Entries provided –
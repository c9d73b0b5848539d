use crate::constants::{
    ALLOWED_EXTENSIONS, DEFAULT_UPLOAD_NAME, MAX_COLLISION_ATTEMPTS, MAX_FILE_SIZE,
    MAX_FILENAME_LENGTH,
};
use serde::Deserialize;

/// Immutable limits applied to every upload and every served picture.
///
/// Extensions are stored lowercase and without the leading dot. The same set
/// governs both the write path (upload) and the read path (serving).
#[derive(Debug, Clone, PartialEq, Eq, Deserialize)]
#[serde(default)]
pub struct UploadPolicy {
    pub max_file_size: u64,
    pub max_filename_length: usize,
    pub max_collision_attempts: u32,
    pub allowed_extensions: Vec<String>,
    pub default_filename: String,
}

impl Default for UploadPolicy {
    fn default() -> Self {
        Self {
            max_file_size: MAX_FILE_SIZE,
            max_filename_length: MAX_FILENAME_LENGTH,
            max_collision_attempts: MAX_COLLISION_ATTEMPTS,
            allowed_extensions: ALLOWED_EXTENSIONS.iter().map(|&e| e.to_owned()).collect(),
            default_filename: DEFAULT_UPLOAD_NAME.to_owned(),
        }
    }
}

impl UploadPolicy {
    /// Case-insensitive membership test. Accepts the extension with or without a leading dot.
    #[must_use]
    pub fn allows_extension(&self, ext: &str) -> bool {
        let ext = ext.strip_prefix('.').unwrap_or(ext);
        !ext.is_empty() && self.allowed_extensions.iter().any(|a| a.eq_ignore_ascii_case(ext))
    }

    /// Whether a bare filename carries an allowed extension.
    #[must_use]
    pub fn allows_filename(&self, name: &str) -> bool {
        split_extension(name).1.is_some_and(|ext| self.allows_extension(ext))
    }
}

/// Splits `name` into stem and extension at the last dot.
///
/// A leading dot does not start an extension (`.png` has no extension), mirroring
/// how hidden files are treated by most tooling.
#[must_use]
pub fn split_extension(name: &str) -> (&str, Option<&str>) {
    match name.rfind('.') {
        Some(idx) if idx > 0 => (&name[..idx], Some(&name[idx + 1..])),
        _ => (name, None),
    }
}

#[cfg(test)]
mod tests {
    use super::*;

    #[test]
    fn extension_checks_ignore_case_and_dot() {
        let policy = UploadPolicy::default();
        assert!(policy.allows_extension("PNG"));
        assert!(policy.allows_extension(".jpeg"));
        assert!(!policy.allows_extension("exe"));
        assert!(!policy.allows_extension(""));
        assert!(!policy.allows_extension("."));
    }

    #[test]
    fn filename_checks_use_last_extension() {
        let policy = UploadPolicy::default();
        assert!(policy.allows_filename("holiday.tar.GIF"));
        assert!(!policy.allows_filename("photo.png.exe"));
        assert!(!policy.allows_filename("png"));
        assert!(!policy.allows_filename(".png"));
    }

    #[test]
    fn split_extension_handles_edge_cases() {
        assert_eq!(split_extension("cat.png"), ("cat", Some("png")));
        assert_eq!(split_extension("a.b.c"), ("a.b", Some("c")));
        assert_eq!(split_extension("noext"), ("noext", None));
        assert_eq!(split_extension(".hidden"), (".hidden", None));
        assert_eq!(split_extension("trailing."), ("trailing", Some("")));
    }
}
use sbox_logger::{LevelFilter, Logger, LoggerError};

#[test]
fn init_twice_returns_subscriber_error() {
    let _logger = Logger::builder()
        .name("integration-init-twice")
        .level(LevelFilter::INFO)
        .init()
        .expect("first init should succeed");

    let err = Logger::builder()
        .name("integration-init-twice-second")
        .level(LevelFilter::INFO)
        .init()
        .expect_err("second init should fail");

    assert!(
        matches!(err, LoggerError::Subscriber { .. }),
        "expected subscriber error for second init"
    );
}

Assigned task – Find each line of the data above that holds the word "second", then copy it.

Response to the task –
        .name("integration-init-twice-second")
        .expect_err("second init should fail");
        "expected subscriber error for second init"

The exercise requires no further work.